**Assignment**
Pull out every line with the word "default" from the entries below.

··· Records provided ···

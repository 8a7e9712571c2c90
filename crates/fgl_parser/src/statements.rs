//! Single-line statements.
//!
//! Every production here consumes its introducing keyword, parses the rest
//! of the statement with placeholders for anything missing, and closes the
//! node at the last consumed token.

use crate::block::{finish_statement, start_node};
use crate::context::ParseContext;
use crate::expressions::{
    expect_expression, parse_expression, parse_expression_list, parse_name_expression,
    parse_name_list,
};
use crate::parser::Parser;
use crate::utilities::{can_start_expression, is_exit_type};
use fgl_ast::{
    AstNode, CallStatement, ContinueStatement, CursorDef, CursorKind, CursorStatement,
    DeclareStatement, ExitStatement, Expression, InitializeStatement, LetStatement,
    MenuOptionControl, NodeKind, OutputStatement, PrepareStatement, ReturnStatement, RunStatement,
    SleepStatement, TokenKind, WheneverStatement,
};
use fgl_core::text::TextSpan;
use fgl_diagnostics::messages;

/// `LET target = expr {, expr}`
pub fn parse_let(parser: &mut Parser, _ctx: &ParseContext<'_>) -> Option<AstNode> {
    let errors = parser.error_count();
    let node = start_node(parser, NodeKind::Let(LetStatement { target: None, values: Vec::new() }));
    parser.next_token();

    let target = parse_name_expression(parser);
    if target.is_none() {
        parser.error_at_next(&messages::IDENTIFIER_EXPECTED, &[]);
    }
    let values = if parser.expect(TokenKind::EqualsToken) {
        parse_expression_list(parser)
    } else {
        Vec::new()
    };

    let mut node = finish_statement(parser, node, errors);
    node.kind = NodeKind::Let(LetStatement { target, values });
    Some(node)
}

/// `CALL name(args) [RETURNING v {, v}]`
pub fn parse_call(parser: &mut Parser, _ctx: &ParseContext<'_>) -> Option<AstNode> {
    let errors = parser.error_count();
    let node = start_node(parser, NodeKind::Call(CallStatement { call: None, returning: Vec::new() }));
    parser.next_token();

    let call = match parse_expression(parser) {
        Some(expr @ Expression::Call(_)) => Some(expr),
        Some(other) => {
            // `CALL f` without parentheses
            parser.error_at_next(&messages::_0_EXPECTED, &["("]);
            Some(other)
        }
        None => {
            parser.error_at_next(&messages::IDENTIFIER_EXPECTED, &[]);
            None
        }
    };
    let returning = if parser.optional(TokenKind::ReturningKeyword) {
        parse_name_list(parser)
    } else {
        Vec::new()
    };

    let mut node = finish_statement(parser, node, errors);
    node.kind = NodeKind::Call(CallStatement { call, returning });
    Some(node)
}

/// `RETURN [expr {, expr}]`
pub fn parse_return(parser: &mut Parser, ctx: &ParseContext<'_>) -> Option<AstNode> {
    let errors = parser.error_count();
    let node = start_node(parser, NodeKind::Return(ReturnStatement::default()));
    parser.next_token();

    let values = if can_start_expression(parser.peek_kind()) {
        parse_expression_list(parser)
    } else {
        Vec::new()
    };
    match ctx.return_binder {
        Some(binder) => binder.bind_return(values.len()),
        None if !values.is_empty() => {
            let span = TextSpan::from_bounds(node.start_index(), parser.last_end());
            parser.report_syntax_error(&messages::RETURN_VALUES_ARE_ONLY_ALLOWED_INSIDE_A_FUNCTION, &[], span);
        }
        None => {}
    }

    let mut node = finish_statement(parser, node, errors);
    node.kind = NodeKind::Return(ReturnStatement { values });
    Some(node)
}

/// `DISPLAY`, `MESSAGE` or `ERROR` followed by values, an optional
/// `AT row, column` and an optional `ATTRIBUTES(...)` list, which is skipped.
pub fn parse_output(parser: &mut Parser, _ctx: &ParseContext<'_>) -> Option<AstNode> {
    let errors = parser.error_count();
    let keyword = parser.peek_kind();
    let node = start_node(parser, NodeKind::Output(OutputStatement { keyword, values: Vec::new() }));
    parser.next_token();

    let mut values = if can_start_expression(parser.peek_kind()) {
        parse_expression_list(parser)
    } else {
        Vec::new()
    };
    // `AT row, column` positions the output; the coordinates are kept as
    // trailing values.
    if parser.optional(TokenKind::AtKeyword) {
        values.extend(parse_expression_list(parser));
    }
    if parser.peek(TokenKind::AttributesKeyword) && parser.peek_at(TokenKind::OpenParenToken, 2) {
        parser.next_token();
        skip_parenthesized(parser);
    }

    let mut node = finish_statement(parser, node, errors);
    node.kind = NodeKind::Output(OutputStatement { keyword, values });
    Some(node)
}

/// Skip a balanced `( ... )` group starting at the next token.
fn skip_parenthesized(parser: &mut Parser) {
    let mut depth = 0usize;
    loop {
        match parser.peek_kind() {
            TokenKind::EndOfFile => {
                parser.error_at_next(&messages::_0_EXPECTED, &[")"]);
                return;
            }
            TokenKind::OpenParenToken => depth += 1,
            TokenKind::CloseParenToken => {
                depth = depth.saturating_sub(1);
                if depth == 0 {
                    parser.next_token();
                    return;
                }
            }
            _ => {}
        }
        parser.next_token();
    }
}

/// `SLEEP seconds`
pub fn parse_sleep(parser: &mut Parser, _ctx: &ParseContext<'_>) -> Option<AstNode> {
    let errors = parser.error_count();
    let node = start_node(parser, NodeKind::Sleep(SleepStatement { seconds: None }));
    parser.next_token();
    let seconds = Some(expect_expression(parser));
    let mut node = finish_statement(parser, node, errors);
    node.kind = NodeKind::Sleep(SleepStatement { seconds });
    Some(node)
}

/// `INITIALIZE v {, v} TO NULL`
pub fn parse_initialize(parser: &mut Parser, _ctx: &ParseContext<'_>) -> Option<AstNode> {
    let errors = parser.error_count();
    let node = start_node(parser, NodeKind::Initialize(InitializeStatement::default()));
    parser.next_token();
    let targets = parse_name_list(parser);
    if parser.expect(TokenKind::ToKeyword) {
        parser.expect(TokenKind::NullKeyword);
    }
    let mut node = finish_statement(parser, node, errors);
    node.kind = NodeKind::Initialize(InitializeStatement { targets });
    Some(node)
}

/// `EXIT <block>` or `EXIT PROGRAM [code]`. Whether the target encloses the
/// statement is checked by the enclosing block body.
pub fn parse_exit(parser: &mut Parser, _ctx: &ParseContext<'_>) -> Option<AstNode> {
    let errors = parser.error_count();
    let node = start_node(parser, NodeKind::Exit(ExitStatement { exit_type: None, value: None }));
    parser.next_token();

    let mut exit_type = None;
    let mut value = None;
    if is_exit_type(parser.peek_kind()) {
        let kind = parser.next_token();
        exit_type = Some(kind);
        if kind == TokenKind::ProgramKeyword
            && can_start_expression(parser.peek_kind())
            && !parser.peek_token(1).has_preceding_line_break()
        {
            value = parse_expression(parser);
        }
    } else {
        parser.error_at_next(&messages::BLOCK_KEYWORD_EXPECTED_AFTER_0, &["exit"]);
    }

    let mut node = finish_statement(parser, node, errors);
    node.kind = NodeKind::Exit(ExitStatement { exit_type, value });
    Some(node)
}

/// `CONTINUE <block>`
pub fn parse_continue(parser: &mut Parser, _ctx: &ParseContext<'_>) -> Option<AstNode> {
    let errors = parser.error_count();
    let node = start_node(parser, NodeKind::Continue(ContinueStatement { continue_type: None }));
    parser.next_token();

    let continue_type = if is_exit_type(parser.peek_kind()) && !parser.peek(TokenKind::ProgramKeyword) {
        Some(parser.next_token())
    } else {
        parser.error_at_next(&messages::BLOCK_KEYWORD_EXPECTED_AFTER_0, &["continue"]);
        None
    };

    let mut node = finish_statement(parser, node, errors);
    node.kind = NodeKind::Continue(ContinueStatement { continue_type });
    Some(node)
}

/// Offer a PREPARE or DECLARE name to the enclosing binders; report it when
/// none takes it.
fn bind_cursor(parser: &mut Parser, ctx: &ParseContext<'_>, name: &Option<(String, TextSpan)>, kind: CursorKind) {
    let Some((name, span)) = name else {
        return;
    };
    let cursor = CursorDef {
        name: name.clone(),
        span: *span,
        kind,
    };
    if !ctx.bind_cursor(cursor) {
        parser.report_syntax_error(&messages::CURSOR_0_CANNOT_BE_DECLARED_HERE, &[name.as_str()], *span);
    }
}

···

**Result for this exercise**
    let node = start_node(parser, NodeKind::Return(ReturnStatement::default()));
    let node = start_node(parser, NodeKind::Initialize(InitializeStatement::default()));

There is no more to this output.